My parents refuse to return my bankbook to me

The Japan News

Dear Troubleshooter:

I am a female company employee in my mid-50s. I have a savings account bankbook that I left at my parents’ home. When I got married, my parents told me to leave it there in case I would need it in the future, saying they would return it to me someday. So I trusted them and left the bankbook and my personal seal there.

More than 20 years have passed since then, and my parents are now over 80. I have asked them many times to return it, thinking it is about time to straighten things out. But they say things like: “You talk about money and money, fussing about it. Who do you think took care of you? We won’t give it back until we die.”

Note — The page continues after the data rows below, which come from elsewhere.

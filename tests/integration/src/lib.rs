//! Integration test utilities for PlayDeck
//!
//! This module provides common utilities for integration testing:
//! - A recording control surface that captures every widget write
//! - A test fixture wiring a simulated media element to a controller

use anyhow::Result;
use parking_lot::Mutex;
use playdeck::player::display::percent_string;
use playdeck::{
    ControlSurface, PlaybackGlyph, PlayerConfig, PlayerController, SimMediaElement, VolumeGlyph,
};
use std::sync::Arc;

/// Control surface that records widget state instead of rendering it
#[derive(Debug, Default)]
pub struct RecordingSurface {
    /// Last play control glyph written
    pub play_glyph: Option<PlaybackGlyph>,

    /// Last volume control glyph written
    pub volume_glyph: Option<VolumeGlyph>,

    /// Last progress fill fraction written
    pub progress_fill: Option<f64>,

    /// Last volume fill fraction written
    pub volume_fill: Option<f64>,

    /// Last clock text written (elapsed, duration)
    pub clock: Option<(String, String)>,

    /// Fullscreen marker state
    pub fullscreen_marker: bool,

    /// Number of fullscreen enter requests received
    pub enter_calls: usize,

    /// Number of fullscreen exit requests received
    pub exit_calls: usize,
}

impl RecordingSurface {
    /// The volume fill rendered as a CSS-style percentage width
    pub fn volume_fill_percent(&self) -> Option<String> {
        self.volume_fill.map(percent_string)
    }

    /// The progress fill rendered as a CSS-style percentage width
    pub fn progress_fill_percent(&self) -> Option<String> {
        self.progress_fill.map(percent_string)
    }
}

impl ControlSurface for RecordingSurface {
    fn set_play_control(&mut self, glyph: PlaybackGlyph) -> playdeck::Result<()> {
        self.play_glyph = Some(glyph);
        Ok(())
    }

    fn set_progress_fill(&mut self, fraction: f64) -> playdeck::Result<()> {
        self.progress_fill = Some(fraction);
        Ok(())
    }

    fn set_clock(&mut self, elapsed: &str, duration: &str) -> playdeck::Result<()> {
        self.clock = Some((elapsed.to_string(), duration.to_string()));
        Ok(())
    }

    fn set_volume_fill(&mut self, fraction: f64) -> playdeck::Result<()> {
        self.volume_fill = Some(fraction);
        Ok(())
    }

    fn set_volume_control(&mut self, glyph: VolumeGlyph) -> playdeck::Result<()> {
        self.volume_glyph = Some(glyph);
        Ok(())
    }

    fn set_fullscreen_marker(&mut self, active: bool) -> playdeck::Result<()> {
        self.fullscreen_marker = active;
        Ok(())
    }

    fn enter_fullscreen(&mut self) -> playdeck::Result<()> {
        self.enter_calls += 1;
        Ok(())
    }

    fn exit_fullscreen(&mut self) -> playdeck::Result<()> {
        self.exit_calls += 1;
        Ok(())
    }
}

/// Test fixture wiring the simulated element to a controller
pub struct TestFixture {
    pub media: Arc<Mutex<SimMediaElement>>,
    pub surface: Arc<Mutex<RecordingSurface>>,
    pub controller: PlayerController,
}

impl TestFixture {
    /// Create a fixture with no media loaded
    pub fn new() -> Result<Self> {
        let media = Arc::new(Mutex::new(SimMediaElement::new()));
        let surface = Arc::new(Mutex::new(RecordingSurface::default()));
        let controller = PlayerController::new(
            media.clone(),
            surface.clone(),
            &PlayerConfig::default(),
        )?;

        Ok(Self {
            media,
            surface,
            controller,
        })
    }

    /// Create a fixture with media of the given length already announced
    pub fn with_media(duration: f64) -> Result<Self> {
        let mut fixture = Self::new()?;
        let canplay = fixture.media.lock().load(duration);
        fixture.controller.handle_media_event(canplay)?;
        Ok(fixture)
    }

    /// Advance the simulated clock and feed the events to the controller
    pub fn tick(&mut self, dt: f64) -> Result<()> {
        let events = self.media.lock().advance(dt);
        for event in events {
            self.controller.handle_media_event(event)?;
        }
        Ok(())
    }
}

The savings in the bank account is money I had saved for eight years when I was single. Apart from that, I gave my parents money for living expenses. I earned all the money saved in that account, and it does not include even ¥1 from my parents.

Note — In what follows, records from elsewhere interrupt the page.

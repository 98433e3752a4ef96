//! PlayDeck: a custom video player control surface
//!
//! The crate binds a playback element (the native media engine, behind the
//! [`media::MediaElement`] trait) to a set of UI control widgets (behind the
//! [`surface::ControlSurface`] trait). The [`player::PlayerController`]
//! mirrors element state into the widgets on every media lifecycle event and
//! translates widget interactions back into element mutations: play/pause
//! toggling, scrub/seek, volume with mute/unmute and snap-to-extreme,
//! playback speed, and fullscreen toggling.

pub mod media;
pub mod player;
pub mod surface;
pub mod utils;

pub use media::{MediaElement, MediaEvent, SimMediaElement};
pub use player::{PlaybackGlyph, PlayerConfig, PlayerController, VolumeGlyph};
pub use surface::{ConsoleSurface, ControlSurface, SurfaceEvent};
pub use utils::error::{PlayDeckError, Result};
//! Progress display math for PlayDeck
//!
//! Formatting of playback clocks and conversion of positions into the
//! fractions and percentage strings the control surface renders.

/// Clock text shown while the media duration is still unknown.
pub const CLOCK_PLACEHOLDER: &str = "--:--";

/// Format a position in seconds as `minutes:seconds`.
///
/// Minutes are unpadded, seconds are zero-padded to two digits, and
/// fractional seconds are truncated rather than rounded: `59.9` renders as
/// `"0:59"`. Non-finite or negative input renders the placeholder.
pub fn format_clock(seconds: f64) -> String {
    if !seconds.is_finite() || seconds < 0.0 {
        return CLOCK_PLACEHOLDER.to_string();
    }

    let total = seconds as u64;
    format!("{}:{:02}", total / 60, total % 60)
}

/// Fraction of the media that has played, if the duration is known.
///
/// Returns `None` while the duration is unknown or degenerate, so callers
/// never feed a NaN into a percentage string.
pub fn progress_fraction(current_time: f64, duration: Option<f64>) -> Option<f64> {
    match duration {
        Some(total) if total.is_finite() && total > 0.0 => {
            Some((current_time / total).clamp(0.0, 1.0))
        }
        _ => None,
    }
}

/// Render a fraction in [0, 1] as a CSS-style percentage width.
///
/// The value is rounded to 0.1% so float noise from track-offset division
/// never leaks into the rendered width.
pub fn percent_string(fraction: f64) -> String {
    let percent = (fraction * 1000.0).round() / 10.0;
    format!("{}%", percent)
}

I work as a company employee and I am not in need of money, but since my parents are elderly, I want to get things in order. Yet, they treat me as if I’m an ungrateful child. I’m really upset, and at times, I’m so angry and sad, I can’t sleep. If you could give me some advice on what I should do, it would help.

— F, Saitama Prefecture

Dear Ms. F:

I understand your feelings very well. It is not that you want the money, but you want your parents to be grateful to you and apologize, isn’t that it?

Actually, I not only helped my father with money, but also took on his heavy debts. Until my father passed away, he insisted that there was nothing wrong with borrowing money and never thanked me. What I think of after my father’s passing is his pride. He wanted to be appreciated by his children, but he was unable to act that way and show those feelings. I think his attitude of acting tough is the flip side of his weakness.

If you are not in need of money now, you should deal with this matter while understanding your parents’ weakness. It would be difficult to persuade stubborn parents through reason, and even if you get the money back, it would not make you feel better. If you don’t like your parents’ attitude and behavior, you don’t have to talk to them. At some point, you can also express your feelings, saying, “I want you to show me a little appreciation.”

It is up to you to forgive your parents. It is difficult, but I think you will be able to live with peace of mind if you forgive them.